■ **HOW TO COMPLETE THIS TASK**
Copy the records that follow exactly, leaving nothing out.

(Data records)
^^^^
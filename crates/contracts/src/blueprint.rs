//! PipelineBlueprint - Config Loader output
//!
//! Describes the complete pipeline configuration: stream, distributor queues,
//! persistence policy, broadcast policy and the outer surfaces.
//! Every section has defaults, so an empty document is a valid configuration.

use serde::{Deserialize, Serialize};
use std::path::PathBuf;
use std::time::Duration;

/// Configuration version
#[derive(Debug, Clone, Copy, PartialEq, Eq, Default, Serialize, Deserialize)]
pub enum ConfigVersion {
    #[default]
    V1,
}

/// Complete pipeline blueprint
#[derive(Debug, Clone, Default, Serialize, Deserialize)]
pub struct PipelineBlueprint {
    /// Configuration version
    #[serde(default)]
    pub version: ConfigVersion,

    /// Ordered stream consumption
    #[serde(default)]
    pub stream: StreamConfig,

    /// Fan-out queue sizing
    #[serde(default)]
    pub distributor: DistributorConfig,

    /// Persistence sink policy
    #[serde(default)]
    pub persistence: PersistenceConfig,

    /// Broadcast sink policy
    #[serde(default)]
    pub broadcast: BroadcastConfig,

    /// HTTP surface (ingest, query, live subscribers)
    #[serde(default)]
    pub server: ServerConfig,

    /// Metrics exporter
    #[serde(default)]
    pub metrics: MetricsConfig,
}

/// Exponential backoff parameters
#[derive(Debug, Clone, Copy, PartialEq, Serialize, Deserialize)]
pub struct BackoffConfig {
    /// First delay (milliseconds)
    pub initial_ms: u64,

    /// Upper bound for any delay (milliseconds)
    pub max_ms: u64,

    /// Growth factor per attempt
    #[serde(default = "default_multiplier")]
    pub multiplier: f64,
}

fn default_multiplier() -> f64 {
    2.0
}

impl BackoffConfig {
    /// Delay before retry number `attempt` (0-based), capped at `max_ms`.
    pub fn delay(&self, attempt: u32) -> Duration {
        let factor = self.multiplier.max(1.0).powi(attempt.min(32) as i32);
        let millis = (self.initial_ms as f64 * factor).min(self.max_ms as f64);
        Duration::from_millis(millis as u64)
    }
}

/// Stream consumer configuration
#[derive(Debug, Clone, Serialize, Deserialize)]
pub struct StreamConfig {
    /// Partition count of the in-process broker
    #[serde(default = "default_partitions")]
    pub partitions: u32,

    /// Consumer group whose committed offsets the reader resumes from
    #[serde(default = "default_group_id")]
    pub group_id: String,

    /// Retry delay after a transient fetch error
    #[serde(default = "default_fetch_backoff")]
    pub fetch_backoff: BackoffConfig,
}

fn default_partitions() -> u32 {
    4
}

fn default_group_id() -> String {
    "telemetry-fanout".to_string()
}

fn default_fetch_backoff() -> BackoffConfig {
    BackoffConfig {
        initial_ms: 200,
        max_ms: 5_000,
        multiplier: 2.0,
    }
}

impl Default for StreamConfig {
    fn default() -> Self {
        Self {
            partitions: default_partitions(),
            group_id: default_group_id(),
            fetch_backoff: default_fetch_backoff(),
        }
    }
}

/// Distributor queue configuration
#[derive(Debug, Clone, Serialize, Deserialize)]
pub struct DistributorConfig {
    /// Reader -> distributor handoff capacity
    #[serde(default = "default_queue_capacity")]
    pub input_capacity: usize,

    /// Blocking persistence queue capacity
    #[serde(default = "default_queue_capacity")]
    pub persistence_queue_capacity: usize,

    /// Longest single wait on a full persistence queue (milliseconds)
    #[serde(default = "default_persistence_max_wait_ms")]
    pub persistence_max_wait_ms: u64,

    /// Drop-on-full broadcast queue capacity
    #[serde(default = "default_queue_capacity")]
    pub broadcast_queue_capacity: usize,
}

fn default_queue_capacity() -> usize {
    100
}

fn default_persistence_max_wait_ms() -> u64 {
    500
}

impl DistributorConfig {
    pub fn persistence_max_wait(&self) -> Duration {
        Duration::from_millis(self.persistence_max_wait_ms)
    }
}

impl Default for DistributorConfig {
    fn default() -> Self {
        Self {
            input_capacity: default_queue_capacity(),
            persistence_queue_capacity: default_queue_capacity(),
            persistence_max_wait_ms: default_persistence_max_wait_ms(),
            broadcast_queue_capacity: default_queue_capacity(),
        }
    }
}

/// Store backend
#[derive(Debug, Clone, Copy, PartialEq, Eq, Default, Serialize, Deserialize)]
#[serde(rename_all = "snake_case")]
pub enum StoreKind {
    /// In-process store (lost on restart)
    #[default]
    Memory,
    /// SQLite file
    Sqlite,
}

/// Persistence sink configuration
#[derive(Debug, Clone, Serialize, Deserialize)]
pub struct PersistenceConfig {
    /// Store backend
    #[serde(default)]
    pub store: StoreKind,

    /// SQLite database path (required for `sqlite`)
    #[serde(default)]
    pub sqlite_path: Option<PathBuf>,

    /// Write attempts per record, including the first
    #[serde(default = "default_max_attempts")]
    pub max_attempts: u32,

    /// Delay between write attempts
    #[serde(default = "default_retry_backoff")]
    pub retry_backoff: BackoffConfig,

    /// Timeout for a single store call (milliseconds)
    #[serde(default = "default_call_timeout_ms")]
    pub call_timeout_ms: u64,

    /// JSON-lines dead-letter file (None = log and drop)
    #[serde(default)]
    pub dead_letter_path: Option<PathBuf>,
}

fn default_max_attempts() -> u32 {
    3
}

fn default_retry_backoff() -> BackoffConfig {
    BackoffConfig {
        initial_ms: 50,
        max_ms: 1_000,
        multiplier: 2.0,
    }
}

fn default_call_timeout_ms() -> u64 {
    5_000
}

impl PersistenceConfig {
    pub fn call_timeout(&self) -> Duration {
        Duration::from_millis(self.call_timeout_ms)
    }
}

impl Default for PersistenceConfig {
    fn default() -> Self {
        Self {
            store: StoreKind::default(),
            sqlite_path: None,
            max_attempts: default_max_attempts(),
            retry_backoff: default_retry_backoff(),
            call_timeout_ms: default_call_timeout_ms(),
            dead_letter_path: None,
        }
    }
}

/// Broadcast sink configuration
#[derive(Debug, Clone, Serialize, Deserialize)]
pub struct BroadcastConfig {
    /// Per-subscriber push timeout (milliseconds); a timeout counts as a failed write
    #[serde(default = "default_push_timeout_ms")]
    pub push_timeout_ms: u64,
}

fn default_push_timeout_ms() -> u64 {
    1_000
}

impl BroadcastConfig {
    pub fn push_timeout(&self) -> Duration {
        Duration::from_millis(self.push_timeout_ms)
    }
}

impl Default for BroadcastConfig {
    fn default() -> Self {
        Self {
            push_timeout_ms: default_push_timeout_ms(),
        }
    }
}

/// HTTP surface configuration
#[derive(Debug, Clone, Serialize, Deserialize)]
pub struct ServerConfig {
    /// Listen address
    #[serde(default = "default_listen_addr")]
    pub listen_addr: String,
}

fn default_listen_addr() -> String {
    "0.0.0.0:8080".to_string()
}

impl Default for ServerConfig {
    fn default() -> Self {
        Self {
            listen_addr: default_listen_addr(),
        }
    }
}

/// Metrics exporter configuration
#[derive(Debug, Clone, Default, Serialize, Deserialize)]
pub struct MetricsConfig {
    /// Prometheus port (None = disabled)
    #[serde(default)]
    pub port: Option<u16>,
}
^^^^
■ **RESPONSE AREA**
filename crates/contracts/src/blueprint.rs
//! PipelineBlueprint - Config Loader output
//!
//! Describes the complete pipeline configuration: stream, distributor queues,
//! persistence policy, broadcast policy and the outer surfaces.
//! Every section has defaults, so an empty document is a valid configuration.

use serde::{Deserialize, Serialize};
use std::path::PathBuf;
use std::time::Duration;

/// Configuration version
#[derive(Debug, Clone, Copy, PartialEq, Eq, Default, Serialize, Deserialize)]
pub enum ConfigVersion {
    #[default]
    V1,
}

/// Complete pipeline blueprint
#[derive(Debug, Clone, Default, Serialize, Deserialize)]
pub struct PipelineBlueprint {
    /// Configuration version
    #[serde(default)]
    pub version: ConfigVersion,

    /// Ordered stream consumption
    #[serde(default)]
    pub stream: StreamConfig,

    /// Fan-out queue sizing
    #[serde(default)]
    pub distributor: DistributorConfig,

    /// Persistence sink policy
    #[serde(default)]
    pub persistence: PersistenceConfig,

    /// Broadcast sink policy
    #[serde(default)]
    pub broadcast: BroadcastConfig,

    /// HTTP surface (ingest, query, live subscribers)
    #[serde(default)]
    pub server: ServerConfig,

    /// Metrics exporter
    #[serde(default)]
    pub metrics: MetricsConfig,
}

/// Exponential backoff parameters
#[derive(Debug, Clone, Copy, PartialEq, Serialize, Deserialize)]
pub struct BackoffConfig {
    /// First delay (milliseconds)
    pub initial_ms: u64,

    /// Upper bound for any delay (milliseconds)
    pub max_ms: u64,

    /// Growth factor per attempt
    #[serde(default = "default_multiplier")]
    pub multiplier: f64,
}

fn default_multiplier() -> f64 {
    2.0
}

impl BackoffConfig {
    /// Delay before retry number `attempt` (0-based), capped at `max_ms`.
    pub fn delay(&self, attempt: u32) -> Duration {
        let factor = self.multiplier.max(1.0).powi(attempt.min(32) as i32);
        let millis = (self.initial_ms as f64 * factor).min(self.max_ms as f64);
        Duration::from_millis(millis as u64)
    }
}

/// Stream consumer configuration
#[derive(Debug, Clone, Serialize, Deserialize)]
pub struct StreamConfig {
    /// Partition count of the in-process broker
    #[serde(default = "default_partitions")]
    pub partitions: u32,

    /// Consumer group whose committed offsets the reader resumes from
    #[serde(default = "default_group_id")]
    pub group_id: String,

    /// Retry delay after a transient fetch error
    #[serde(default = "default_fetch_backoff")]
    pub fetch_backoff: BackoffConfig,
}

fn default_partitions() -> u32 {
    4
}

fn default_group_id() -> String {
    "telemetry-fanout".to_string()
}

fn default_fetch_backoff() -> BackoffConfig {
    BackoffConfig {
        initial_ms: 200,
        max_ms: 5_000,
        multiplier: 2.0,
    }
}

impl Default for StreamConfig {
    fn default() -> Self {
        Self {
            partitions: default_partitions(),
            group_id: default_group_id(),
            fetch_backoff: default_fetch_backoff(),
        }
    }
}

/// Distributor queue configuration
#[derive(Debug, Clone, Serialize, Deserialize)]
pub struct DistributorConfig {
    /// Reader -> distributor handoff capacity
    #[serde(default = "default_queue_capacity")]
    pub input_capacity: usize,

    /// Blocking persistence queue capacity
    #[serde(default = "default_queue_capacity")]
    pub persistence_queue_capacity: usize,

    /// Longest single wait on a full persistence queue (milliseconds)
    #[serde(default = "default_persistence_max_wait_ms")]
    pub persistence_max_wait_ms: u64,

    /// Drop-on-full broadcast queue capacity
    #[serde(default = "default_queue_capacity")]
    pub broadcast_queue_capacity: usize,
}

fn default_queue_capacity() -> usize {
    100
}

fn default_persistence_max_wait_ms() -> u64 {
    500
}

impl DistributorConfig {
    pub fn persistence_max_wait(&self) -> Duration {
        Duration::from_millis(self.persistence_max_wait_ms)
    }
}

impl Default for DistributorConfig {
    fn default() -> Self {
        Self {
            input_capacity: default_queue_capacity(),
            persistence_queue_capacity: default_queue_capacity(),
            persistence_max_wait_ms: default_persistence_max_wait_ms(),
            broadcast_queue_capacity: default_queue_capacity(),
        }
    }
}

/// Store backend
#[derive(Debug, Clone, Copy, PartialEq, Eq, Default, Serialize, Deserialize)]
#[serde(rename_all = "snake_case")]
pub enum StoreKind {
    /// In-process store (lost on restart)
    #[default]
    Memory,
    /// SQLite file
    Sqlite,
}

/// Persistence sink configuration
#[derive(Debug, Clone, Serialize, Deserialize)]
pub struct PersistenceConfig {
    /// Store backend
    #[serde(default)]
    pub store: StoreKind,

    /// SQLite database path (required for `sqlite`)
    #[serde(default)]
    pub sqlite_path: Option<PathBuf>,

    /// Write attempts per record, including the first
    #[serde(default = "default_max_attempts")]
    pub max_attempts: u32,

    /// Delay between write attempts
    #[serde(default = "default_retry_backoff")]
    pub retry_backoff: BackoffConfig,

    /// Timeout for a single store call (milliseconds)
    #[serde(default = "default_call_timeout_ms")]
    pub call_timeout_ms: u64,

    /// JSON-lines dead-letter file (None = log and drop)
    #[serde(default)]
    pub dead_letter_path: Option<PathBuf>,
}

fn default_max_attempts() -> u32 {
    3
}

fn default_retry_backoff() -> BackoffConfig {
    BackoffConfig {
        initial_ms: 50,
        max_ms: 1_000,
        multiplier: 2.0,
    }
}

fn default_call_timeout_ms() -> u64 {
    5_000
}

impl PersistenceConfig {
    pub fn call_timeout(&self) -> Duration {
        Duration::from_millis(self.call_timeout_ms)
    }
}

impl Default for PersistenceConfig {
    fn default() -> Self {
        Self {
            store: StoreKind::default(),
            sqlite_path: None,
            max_attempts: default_max_attempts(),
            retry_backoff: default_retry_backoff(),
            call_timeout_ms: default_call_timeout_ms(),
            dead_letter_path: None,
        }
    }
}

/// Broadcast sink configuration
#[derive(Debug, Clone, Serialize, Deserialize)]
pub struct BroadcastConfig {
    /// Per-subscriber push timeout (milliseconds); a timeout counts as a failed write
    #[serde(default = "default_push_timeout_ms")]
    pub push_timeout_ms: u64,
}

fn default_push_timeout_ms() -> u64 {
    1_000
}

impl BroadcastConfig {
    pub fn push_timeout(&self) -> Duration {
        Duration::from_millis(self.push_timeout_ms)
    }
}

impl Default for BroadcastConfig {
    fn default() -> Self {
        Self {
            push_timeout_ms: default_push_timeout_ms(),
        }
    }
}

/// HTTP surface configuration
#[derive(Debug, Clone, Serialize, Deserialize)]
pub struct ServerConfig {
    /// Listen address
    #[serde(default = "default_listen_addr")]
    pub listen_addr: String,
}

fn default_listen_addr() -> String {
    "0.0.0.0:8080".to_string()
}

impl Default for ServerConfig {
    fn default() -> Self {
        Self {
            listen_addr: default_listen_addr(),
        }
    }
}

/// Metrics exporter configuration
#[derive(Debug, Clone, Default, Serialize, Deserialize)]
pub struct MetricsConfig {
    /// Prometheus port (None = disabled)
    #[serde(default)]
    pub port: Option<u16>,
}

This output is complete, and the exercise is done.